WORK REQUEST:
Say how many lines of the listing below hold the string "back", and say nothing else.

[RECORDS FOR THIS TASK — start]

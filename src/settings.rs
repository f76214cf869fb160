use serde::{Deserialize, Serialize};
use std::fs;
use std::path::Path;
use std::sync::OnceLock;

static SETTINGS: OnceLock<Settings> = OnceLock::new();

#[derive(Debug, Clone, Serialize, Deserialize)]
pub struct Settings {
    pub rate: RateBands,
    pub grammar: GrammarSettings,
    pub vocabulary: TtrBands,
    pub clarity: ClaritySettings,
    pub engagement: EngagementSettings,
    pub fillers: Vec<String>,
    pub keywords: KeywordPatterns,
    pub phrases: PhraseBook,
}

/// A single scoring band. Whether `threshold` is a lower or upper bound
/// depends on the metric it belongs to (noted on each band list below).
#[derive(Debug, Clone, Serialize, Deserialize)]
pub struct Band {
    pub threshold: f64,
    pub points: u8,
}

#[derive(Debug, Clone, Serialize, Deserialize)]
pub struct RateBands {
    pub ideal_min: f64,
    pub ideal_max: f64,
    pub slow_min: f64,
    pub fast_max: f64,
    pub ideal_points: u8,
    pub off_points: u8,
    pub extreme_points: u8,
}

#[derive(Debug, Clone, Serialize, Deserialize)]
pub struct GrammarSettings {
    /// errors_per_100 value at which the grammar fraction bottoms out.
    pub errors_per_100_cap: f64,
    /// Lower-bound bands over the grammar fraction, best first.
    pub bands: Vec<Band>,
    pub floor_points: u8,
}

#[derive(Debug, Clone, Serialize, Deserialize)]
pub struct TtrBands {
    /// Lower-bound bands over the type-token ratio, best first.
    pub bands: Vec<Band>,
    pub floor_points: u8,
}

#[derive(Debug, Clone, Serialize, Deserialize)]
pub struct ClaritySettings {
    /// Upper-bound bands over the filler percentage, best first.
    pub bands: Vec<Band>,
    pub floor_points: u8,
}

#[derive(Debug, Clone, Serialize, Deserialize)]
pub struct EngagementSettings {
    /// Lower-bound bands over the positive sentiment proportion, best first.
    pub bands: Vec<Band>,
    pub floor_points: u8,
}

#[derive(Debug, Clone, Serialize, Deserialize)]
pub struct KeywordPatterns {
    pub name: Vec<String>,
    pub age: Vec<String>,
    pub school_class: Vec<String>,
    pub family: Vec<String>,
    pub hobbies: Vec<String>,
    pub about_family: Vec<String>,
    pub location: Vec<String>,
    pub ambition: Vec<String>,
    pub fun_fact: Vec<String>,
    pub achievements: Vec<String>,
    pub plausible_age_min: u32,
    pub plausible_age_max: u32,
}

#[derive(Debug, Clone, Serialize, Deserialize)]
pub struct PhraseBook {
    pub enthusiastic: Vec<String>,
    pub formal: Vec<String>,
    pub simple: Vec<String>,
    pub closings: Vec<String>,
}

impl Default for Settings {
    fn default() -> Self {
        Self {
            rate: RateBands {
                ideal_min: 111.0,
                ideal_max: 140.0,
                slow_min: 80.0,
                fast_max: 160.0,
                ideal_points: 10,
                off_points: 6,
                extreme_points: 2,
            },
            grammar: GrammarSettings {
                errors_per_100_cap: 20.0,
                bands: vec![
                    Band { threshold: 0.8, points: 10 },
                    Band { threshold: 0.6, points: 8 },
                    Band { threshold: 0.4, points: 6 },
                    Band { threshold: 0.2, points: 4 },
                ],
                floor_points: 2,
            },
            vocabulary: TtrBands {
                bands: vec![
                    Band { threshold: 0.9, points: 10 },
                    Band { threshold: 0.7, points: 8 },
                    Band { threshold: 0.5, points: 6 },
                    Band { threshold: 0.3, points: 4 },
                ],
                floor_points: 2,
            },
            clarity: ClaritySettings {
                bands: vec![
                    Band { threshold: 3.0, points: 15 },
                    Band { threshold: 6.0, points: 12 },
                    Band { threshold: 9.0, points: 9 },
                    Band { threshold: 12.0, points: 6 },
                ],
                floor_points: 3,
            },
            engagement: EngagementSettings {
                bands: vec![
                    Band { threshold: 0.7, points: 15 },
                    Band { threshold: 0.5, points: 12 },
                    Band { threshold: 0.3, points: 9 },
                    Band { threshold: 0.1, points: 6 },
                ],
                floor_points: 3,
            },
            fillers: vec![
                "um".into(),
                "uh".into(),
                "like".into(),
                "you know".into(),
                "so".into(),
                "actually".into(),
                "basically".into(),
                "right".into(),
                "i mean".into(),
                "well".into(),
                "kinda".into(),
                "sort of".into(),
                "okay".into(),
                "hmm".into(),
                "ah".into(),
            ],
            keywords: KeywordPatterns {
                name: vec!["my name is".into(), "myself".into(), "i am ".into()],
                age: vec!["years old".into(), "years of age".into()],
                school_class: vec![
                    "class ".into(),
                    "standard".into(),
                    "grade ".into(),
                    "school".into(),
                ],
                family: vec![
                    "family".into(),
                    "mother".into(),
                    "father".into(),
                    "parents".into(),
                    "brother".into(),
                    "sister".into(),
                ],
                hobbies: vec![
                    "my hobby is".into(),
                    "my hobbies are".into(),
                    "i like to".into(),
                    "i love to".into(),
                    "i enjoy".into(),
                    "in my free time".into(),
                ],
                about_family: vec![
                    "my family is".into(),
                    "we are a family of".into(),
                    "members in my family".into(),
                ],
                location: vec![
                    "i am from".into(),
                    "i'm from".into(),
                    "i live in".into(),
                    "my hometown".into(),
                ],
                ambition: vec![
                    "i want to become".into(),
                    "i want to be".into(),
                    "my dream is".into(),
                    "my goal is".into(),
                    "my ambition is".into(),
                ],
                fun_fact: vec![
                    "fun fact".into(),
                    "something unique about me".into(),
                    "one thing about me".into(),
                    "an interesting thing about me".into(),
                ],
                achievements: vec![
                    "i am good at".into(),
                    "i'm good at".into(),
                    "my strength is".into(),
                    "my strengths are".into(),
                    "i have won".into(),
                    "i won".into(),
                    "i achieved".into(),
                    "i have achieved".into(),
                ],
                plausible_age_min: 3,
                plausible_age_max: 100,
            },
            phrases: PhraseBook {
                enthusiastic: vec![
                    "excited to introduce myself".into(),
                    "thrilled to introduce myself".into(),
                    "thrilled to be here".into(),
                    "excited to be here".into(),
                ],
                formal: vec![
                    "good morning".into(),
                    "good afternoon".into(),
                    "good evening".into(),
                    "hello everyone".into(),
                    "hello everybody".into(),
                ],
                simple: vec!["hello".into(), "hi".into(), "hey".into()],
                closings: vec![
                    "thank you".into(),
                    "thanks for listening".into(),
                    "that's all".into(),
                ],
            },
        }
    }
}

impl Settings {
    pub fn load() -> &'static Settings {
        SETTINGS.get_or_init(Self::load_from_files)
    }

    fn load_from_files() -> Settings {
        let default_path = Path::new("settings.default.ron");
        let override_path = Path::new("settings.ron");

        let mut settings = if default_path.exists() {
            fs::read_to_string(default_path)
                .ok()
                .and_then(|content| ron::from_str(&content).ok())
                .unwrap_or_default()
        } else {
            Settings::default()
        };

        if override_path.exists() {
            if let Ok(content) = fs::read_to_string(override_path) {
                if let Ok(overrides) = ron::from_str::<Settings>(&content) {
                    settings = overrides;
                }
            }
        }

        settings
    }
}

pub fn settings() -> &'static Settings {
    Settings::load()
}

#[cfg(test)]
mod tests {
    use super::*;

    #[test]
    fn test_defaults_are_consistent() {
        let s = Settings::default();
        assert!(s.rate.slow_min < s.rate.ideal_min);
        assert!(s.rate.ideal_max < s.rate.fast_max);
        assert!(s.rate.ideal_points > s.rate.off_points);
        assert!(s.rate.off_points > s.rate.extreme_points);
    }

    #[test]
    fn test_bands_sorted_best_first() {
        let s = Settings::default();
        for bands in [&s.grammar.bands, &s.vocabulary.bands, &s.engagement.bands] {
            for pair in bands.windows(2) {
                assert!(pair[0].threshold > pair[1].threshold);
                assert!(pair[0].points > pair[1].points);
            }
        }
        for pair in s.clarity.bands.windows(2) {
            assert!(pair[0].threshold < pair[1].threshold);
            assert!(pair[0].points > pair[1].points);
        }
    }

    #[test]
    fn test_default_ron_roundtrip() {
        let s = Settings::default();
        let ron = ron::to_string(&s).expect("serialize settings");
        let back: Settings = ron::from_str(&ron).expect("deserialize settings");
        assert_eq!(back.fillers, s.fillers);
        assert_eq!(back.rate.ideal_points, s.rate.ideal_points);
    }
}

[RECORDS FOR THIS TASK — finish]

RESPONSE TO THE EXERCISE:
3